Hartman plaintiffs argued that Results Investments’ counterclaims are a Strategic Lawsuit Against Public Participation (“SLAPP”) and California’s Anti-SLAPP statute (Ca. C.Civ. Pro. § 425.16) requires dismissal of Results Defendants’ claims. Results Defendants argued that Missouri’s Anti-SLAPP statute (Mo. Rev. Stat. § 537.528) applies to this matter and that under Missouri law its counterclaims are not subject to dismissal.
Slapp Motion Case Background
Results brought multiple common law tort claims against Hartman plaintiffs, court documents state. “Highly summarized, these claims allege that Plaintiff/Counterclaim defendant Jason Hartman’s made intentionally false statements about Results Defendants and their businesses and business practices, and Hartman published and distributed these defamatory statements over the Internet. Results Defendants claim these tortious acts have defamed their reputation and interfered with business relationships.”
Missouri Law Applies
At issue for Judge W. Brent Powell was whether California or Missouri had jurisdiction. The Reporters Committee for Freedom of the Press cites Missouri law as applying to “[a]ny action seeking money damages against a person for conduct or speech undertaken or made in connection with a public hearing or public meeting, in a quasi-judicial proceeding before a tribunal or decision-making body of the state or any political subdivision of the state.” Mo. Rev. Stat. 537.528 (2011). A public meeting in a quasi-judicial proceeding includes any meeting held by a state or local governmental entity, including meetings of or presentations before state, county, city, town or village councils, planning commissions or review boards.

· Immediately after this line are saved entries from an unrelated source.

//! Content documents: catalog items, donations, supply posts and the
//! community submissions (newsletter, contact, testimonials, volunteers,
//! comments).
//!
//! Each stored document pairs a store-assigned `id` and `created_at` with the
//! client-supplied fields of its `New*` draft.

use chrono::{DateTime, Utc};
use serde::{Deserialize, Serialize};
use utoipa::ToSchema;
use uuid::Uuid;
use validator::Validate;

/// A document kept in a generic collection.
pub trait Document: Clone + Send + Sync + 'static {
    /// Client-supplied fields for inserts and full replacements
    type Draft: Send + Sync + 'static;

    fn id(&self) -> Uuid;

    fn created_at(&self) -> DateTime<Utc>;

    /// Email the document is keyed by, for collections with one-per-email rules
    fn email(&self) -> Option<&str> {
        None
    }

    fn build(id: Uuid, created_at: DateTime<Utc>, draft: Self::Draft) -> Self;
}

macro_rules! document {
    ($doc:ident, $draft:ident) => {
        document!(@impl $doc, $draft, |_doc| None);
    };
    ($doc:ident, $draft:ident, keyed_by_email) => {
        document!(@impl $doc, $draft, |doc| Some(doc.details.email.as_str()));
    };
    (@impl $doc:ident, $draft:ident, |$this:ident| $email:expr) => {
        #[derive(Debug, Clone, Serialize, ToSchema)]
        #[serde(rename_all = "camelCase")]
        pub struct $doc {
            pub id: Uuid,
            #[serde(flatten)]
            pub details: $draft,
            pub created_at: DateTime<Utc>,
        }

        impl Document for $doc {
            type Draft = $draft;

            fn id(&self) -> Uuid {
                self.id
            }

            fn created_at(&self) -> DateTime<Utc> {
                self.created_at
            }

            fn email(&self) -> Option<&str> {
                let $this = self;
                $email
            }

            fn build(id: Uuid, created_at: DateTime<Utc>, details: $draft) -> Self {
                Self {
                    id,
                    details,
                    created_at,
                }
            }
        }
    };
}

// =============================================================================
// Relief side
// =============================================================================

/// Relief-goods catalog entry
#[derive(Debug, Clone, Serialize, Deserialize, Validate, ToSchema)]
#[serde(rename_all = "camelCase")]
pub struct NewReliefGood {
    #[validate(length(min = 1, message = "Title is required"))]
    #[schema(example = "Winter blankets")]
    pub title: String,
    #[validate(length(min = 1, message = "Category is required"))]
    #[schema(example = "Shelter")]
    pub category: String,
    pub image_url: Option<String>,
    #[validate(range(min = 0.0, message = "Amount must not be negative"))]
    #[schema(example = 250.0)]
    pub amount: f64,
    #[serde(default)]
    pub description: String,
}

/// Donation pledge
#[derive(Debug, Clone, Serialize, Deserialize, Validate, ToSchema)]
#[serde(rename_all = "camelCase")]
pub struct NewDonation {
    #[validate(length(min = 1, message = "Name is required"))]
    #[schema(example = "Ana")]
    pub name: String,
    #[validate(email(message = "Invalid email format"))]
    #[schema(example = "a@x.com")]
    pub email: String,
    #[validate(range(min = 0.0, message = "Amount must not be negative"))]
    #[schema(example = 50.0)]
    pub amount: f64,
}

/// Supply post
#[derive(Debug, Clone, Serialize, Deserialize, Validate, ToSchema)]
#[serde(rename_all = "camelCase")]
pub struct NewSupply {
    pub image_url: Option<String>,
    #[validate(length(min = 1, message = "Category is required"))]
    #[schema(example = "Food")]
    pub category: String,
    #[validate(length(min = 1, message = "Title is required"))]
    #[schema(example = "Rice bags")]
    pub title: String,
    #[validate(range(min = 0.0, message = "Amount must not be negative"))]
    #[schema(example = 120.0)]
    pub amount: f64,
    #[serde(default)]
    pub description: String,
}

document!(ReliefGood, NewReliefGood);
document!(Donation, NewDonation);
document!(Supply, NewSupply);

// =============================================================================
// Community side
// =============================================================================

/// Newsletter signup
#[derive(Debug, Clone, Serialize, Deserialize, Validate, ToSchema)]
#[serde(rename_all = "camelCase")]
pub struct NewSubscription {
    #[validate(length(min = 1, message = "Name is required"))]
    #[schema(example = "Ana")]
    pub name: String,
    #[validate(email(message = "Invalid email format"))]
    #[schema(example = "a@x.com")]
    pub email: String,
}

/// Contact-us message
#[derive(Debug, Clone, Serialize, Deserialize, Validate, ToSchema)]
#[serde(rename_all = "camelCase")]
pub struct NewContactMessage {
    #[validate(length(min = 1, message = "Name is required"))]
    pub name: String,
    #[validate(email(message = "Invalid email format"))]
    pub email: String,
    #[validate(length(min = 1, message = "Message is required"))]
    pub message: String,
}

/// Testimonial
#[derive(Debug, Clone, Serialize, Deserialize, Validate, ToSchema)]
#[serde(rename_all = "camelCase")]
pub struct NewTestimonial {
    #[validate(length(min = 1, message = "Name is required"))]
    pub name: String,
    #[validate(email(message = "Invalid email format"))]
    pub email: String,
    pub image: Option<String>,
    #[serde(default)]
    pub position: String,
    #[serde(default)]
    pub company: String,
    #[validate(length(min = 1, message = "Review is required"))]
    pub review: String,
}

/// Volunteer registration
#[derive(Debug, Clone, Serialize, Deserialize, Validate, ToSchema)]
#[serde(rename_all = "camelCase")]
pub struct NewVolunteer {
    #[validate(length(min = 1, message = "Name is required"))]
    pub name: String,
    #[validate(email(message = "Invalid email format"))]
    pub email: String,
    pub image: Option<String>,
    #[serde(default)]
    pub phone: String,
    #[serde(default)]
    pub location: String,
    #[serde(default)]
    pub occupation: String,
}

/// Comment
#[derive(Debug, Clone, Serialize, Deserialize, Validate, ToSchema)]
#[serde(rename_all = "camelCase")]
pub struct NewComment {
    #[validate(length(min = 1, message = "Name is required"))]
    pub name: String,
    #[validate(email(message = "Invalid email format"))]
    pub email: String,
    #[validate(length(min = 1, message = "Message is required"))]
    pub message: String,
}

document!(NewsletterSubscription, NewSubscription, keyed_by_email);
document!(ContactMessage, NewContactMessage);
document!(Testimonial, NewTestimonial);
document!(Volunteer, NewVolunteer, keyed_by_email);
document!(Comment, NewComment);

If the court grants the defendant’s SLAPP motion to dismiss, it will impose costs and attorney fees on the other side, assuming the defendant complied with certain filing deadlines. Conversely, the court will award costs and attorney fees to the plaintiff if it finds that the motion to dismiss was frivolous or brought solely to delay the proceedings. Either party is entitled to an expedited review of the court’s decision on the motion to dismiss.
A forum state will choose the applicable law according to its own conflict of law principles. When determining which state’s law applies to a tort action, Missouri courts apply the “most significant relationship” test set out in Section 145 of the Restatement (Second) of Conflict of Laws, Powell opined.
Section 145 states:
(1) The rights and liabilities of the parties with respect to an issue in tort are determined by the local law of the state which, with respect to that issue, has the most significant relationship to the occurrence and the parties under the principles stated in Section 6.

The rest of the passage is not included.